Problem requirements: Type the entries again, word for word.
[[ Task data, beginning ]]
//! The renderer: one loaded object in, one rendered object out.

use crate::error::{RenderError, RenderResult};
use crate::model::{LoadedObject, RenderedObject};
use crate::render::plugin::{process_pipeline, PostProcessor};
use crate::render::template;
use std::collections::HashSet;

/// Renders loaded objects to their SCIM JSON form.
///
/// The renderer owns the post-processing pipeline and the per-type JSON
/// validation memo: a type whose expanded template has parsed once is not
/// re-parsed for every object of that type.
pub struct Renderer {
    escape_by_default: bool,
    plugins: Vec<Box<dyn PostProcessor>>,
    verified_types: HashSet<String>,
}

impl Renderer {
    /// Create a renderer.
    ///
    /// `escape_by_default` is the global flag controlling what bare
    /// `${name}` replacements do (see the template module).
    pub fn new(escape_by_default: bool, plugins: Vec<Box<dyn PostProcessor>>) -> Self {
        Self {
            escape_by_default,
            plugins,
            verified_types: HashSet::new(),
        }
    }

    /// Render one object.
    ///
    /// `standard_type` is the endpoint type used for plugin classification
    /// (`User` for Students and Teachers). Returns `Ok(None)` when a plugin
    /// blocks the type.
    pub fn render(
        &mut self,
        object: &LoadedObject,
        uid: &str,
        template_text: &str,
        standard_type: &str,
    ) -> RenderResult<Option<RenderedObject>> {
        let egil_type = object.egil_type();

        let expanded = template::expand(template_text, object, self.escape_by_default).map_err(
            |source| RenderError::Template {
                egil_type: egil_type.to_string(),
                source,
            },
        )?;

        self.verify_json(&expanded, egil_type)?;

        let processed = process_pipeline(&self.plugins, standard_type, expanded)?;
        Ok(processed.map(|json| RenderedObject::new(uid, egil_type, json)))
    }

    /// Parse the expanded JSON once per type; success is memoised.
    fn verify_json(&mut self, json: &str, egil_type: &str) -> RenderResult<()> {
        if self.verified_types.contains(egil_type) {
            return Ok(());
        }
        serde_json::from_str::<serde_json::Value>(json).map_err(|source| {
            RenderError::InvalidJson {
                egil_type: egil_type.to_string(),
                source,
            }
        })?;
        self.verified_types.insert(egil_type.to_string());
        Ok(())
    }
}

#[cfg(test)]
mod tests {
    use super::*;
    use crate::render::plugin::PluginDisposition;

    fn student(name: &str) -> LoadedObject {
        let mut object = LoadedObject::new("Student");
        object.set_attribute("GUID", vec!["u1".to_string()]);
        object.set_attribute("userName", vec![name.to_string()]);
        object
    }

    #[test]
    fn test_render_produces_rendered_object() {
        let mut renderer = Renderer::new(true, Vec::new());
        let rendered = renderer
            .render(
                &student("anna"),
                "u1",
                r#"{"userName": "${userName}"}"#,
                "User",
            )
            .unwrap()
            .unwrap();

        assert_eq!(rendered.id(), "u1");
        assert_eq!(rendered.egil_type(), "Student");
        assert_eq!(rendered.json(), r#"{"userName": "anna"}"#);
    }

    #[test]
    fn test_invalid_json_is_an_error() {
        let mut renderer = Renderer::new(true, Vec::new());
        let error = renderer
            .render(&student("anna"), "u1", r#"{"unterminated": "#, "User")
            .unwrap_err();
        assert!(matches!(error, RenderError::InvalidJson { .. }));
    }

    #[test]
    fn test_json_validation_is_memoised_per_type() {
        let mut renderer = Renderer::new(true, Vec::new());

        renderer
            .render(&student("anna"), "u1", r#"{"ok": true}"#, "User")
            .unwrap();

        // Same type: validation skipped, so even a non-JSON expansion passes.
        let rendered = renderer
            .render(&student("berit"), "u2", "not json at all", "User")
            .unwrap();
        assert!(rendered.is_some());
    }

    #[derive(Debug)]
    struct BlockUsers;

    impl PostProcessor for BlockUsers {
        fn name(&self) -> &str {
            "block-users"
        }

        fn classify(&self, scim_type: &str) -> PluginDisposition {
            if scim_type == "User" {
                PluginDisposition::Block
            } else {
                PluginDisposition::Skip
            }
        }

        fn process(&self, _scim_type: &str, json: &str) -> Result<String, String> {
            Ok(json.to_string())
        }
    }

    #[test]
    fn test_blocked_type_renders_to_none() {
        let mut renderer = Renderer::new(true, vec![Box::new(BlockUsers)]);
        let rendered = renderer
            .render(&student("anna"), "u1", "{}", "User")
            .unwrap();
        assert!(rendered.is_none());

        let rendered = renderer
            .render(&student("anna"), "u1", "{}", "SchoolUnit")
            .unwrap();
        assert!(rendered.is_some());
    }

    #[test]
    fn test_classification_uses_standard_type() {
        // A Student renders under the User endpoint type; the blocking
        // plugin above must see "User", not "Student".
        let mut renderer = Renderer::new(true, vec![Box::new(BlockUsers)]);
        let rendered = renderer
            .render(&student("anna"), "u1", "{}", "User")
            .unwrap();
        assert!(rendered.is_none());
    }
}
[[ Task data, end ]]
Response for this exercise:
//! The renderer: one loaded object in, one rendered object out.

use crate::error::{RenderError, RenderResult};
use crate::model::{LoadedObject, RenderedObject};
use crate::render::plugin::{process_pipeline, PostProcessor};
use crate::render::template;
use std::collections::HashSet;

/// Renders loaded objects to their SCIM JSON form.
///
/// The renderer owns the post-processing pipeline and the per-type JSON
/// validation memo: a type whose expanded template has parsed once is not
/// re-parsed for every object of that type.
pub struct Renderer {
    escape_by_default: bool,
    plugins: Vec<Box<dyn PostProcessor>>,
    verified_types: HashSet<String>,
}

impl Renderer {
    /// Create a renderer.
    ///
    /// `escape_by_default` is the global flag controlling what bare
    /// `${name}` replacements do (see the template module).
    pub fn new(escape_by_default: bool, plugins: Vec<Box<dyn PostProcessor>>) -> Self {
        Self {
            escape_by_default,
            plugins,
            verified_types: HashSet::new(),
        }
    }

    /// Render one object.
    ///
    /// `standard_type` is the endpoint type used for plugin classification
    /// (`User` for Students and Teachers). Returns `Ok(None)` when a plugin
    /// blocks the type.
    pub fn render(
        &mut self,
        object: &LoadedObject,
        uid: &str,
        template_text: &str,
        standard_type: &str,
    ) -> RenderResult<Option<RenderedObject>> {
        let egil_type = object.egil_type();

        let expanded = template::expand(template_text, object, self.escape_by_default).map_err(
            |source| RenderError::Template {
                egil_type: egil_type.to_string(),
                source,
            },
        )?;

        self.verify_json(&expanded, egil_type)?;

        let processed = process_pipeline(&self.plugins, standard_type, expanded)?;
        Ok(processed.map(|json| RenderedObject::new(uid, egil_type, json)))
    }

    /// Parse the expanded JSON once per type; success is memoised.
    fn verify_json(&mut self, json: &str, egil_type: &str) -> RenderResult<()> {
        if self.verified_types.contains(egil_type) {
            return Ok(());
        }
        serde_json::from_str::<serde_json::Value>(json).map_err(|source| {
            RenderError::InvalidJson {
                egil_type: egil_type.to_string(),
                source,
            }
        })?;
        self.verified_types.insert(egil_type.to_string());
        Ok(())
    }
}

#[cfg(test)]
mod tests {
    use super::*;
    use crate::render::plugin::PluginDisposition;

    fn student(name: &str) -> LoadedObject {
        let mut object = LoadedObject::new("Student");
        object.set_attribute("GUID", vec!["u1".to_string()]);
        object.set_attribute("userName", vec![name.to_string()]);
        object
    }

    #[test]
    fn test_render_produces_rendered_object() {
        let mut renderer = Renderer::new(true, Vec::new());
        let rendered = renderer
            .render(
                &student("anna"),
                "u1",
                r#"{"userName": "${userName}"}"#,
                "User",
            )
            .unwrap()
            .unwrap();

        assert_eq!(rendered.id(), "u1");
        assert_eq!(rendered.egil_type(), "Student");
        assert_eq!(rendered.json(), r#"{"userName": "anna"}"#);
    }

    #[test]
    fn test_invalid_json_is_an_error() {
        let mut renderer = Renderer::new(true, Vec::new());
        let error = renderer
            .render(&student("anna"), "u1", r#"{"unterminated": "#, "User")
            .unwrap_err();
        assert!(matches!(error, RenderError::InvalidJson { .. }));
    }

    #[test]
    fn test_json_validation_is_memoised_per_type() {
        let mut renderer = Renderer::new(true, Vec::new());

        renderer
            .render(&student("anna"), "u1", r#"{"ok": true}"#, "User")
            .unwrap();

        // Same type: validation skipped, so even a non-JSON expansion passes.
        let rendered = renderer
            .render(&student("berit"), "u2", "not json at all", "User")
            .unwrap();
        assert!(rendered.is_some());
    }

    #[derive(Debug)]
    struct BlockUsers;

    impl PostProcessor for BlockUsers {
        fn name(&self) -> &str {
            "block-users"
        }

        fn classify(&self, scim_type: &str) -> PluginDisposition {
            if scim_type == "User" {
                PluginDisposition::Block
            } else {
                PluginDisposition::Skip
            }
        }

        fn process(&self, _scim_type: &str, json: &str) -> Result<String, String> {
            Ok(json.to_string())
        }
    }

    #[test]
    fn test_blocked_type_renders_to_none() {
        let mut renderer = Renderer::new(true, vec![Box::new(BlockUsers)]);
        let rendered = renderer
            .render(&student("anna"), "u1", "{}", "User")
            .unwrap();
        assert!(rendered.is_none());

        let rendered = renderer
            .render(&student("anna"), "u1", "{}", "SchoolUnit")
            .unwrap();
        assert!(rendered.is_some());
    }

    #[test]
    fn test_classification_uses_standard_type() {
        // A Student renders under the User endpoint type; the blocking
        // plugin above must see "User", not "Student".
        let mut renderer = Renderer::new(true, vec![Box::new(BlockUsers)]);
        let rendered = renderer
            .render(&student("anna"), "u1", "{}", "User")
            .unwrap();
        assert!(rendered.is_none());
    }
}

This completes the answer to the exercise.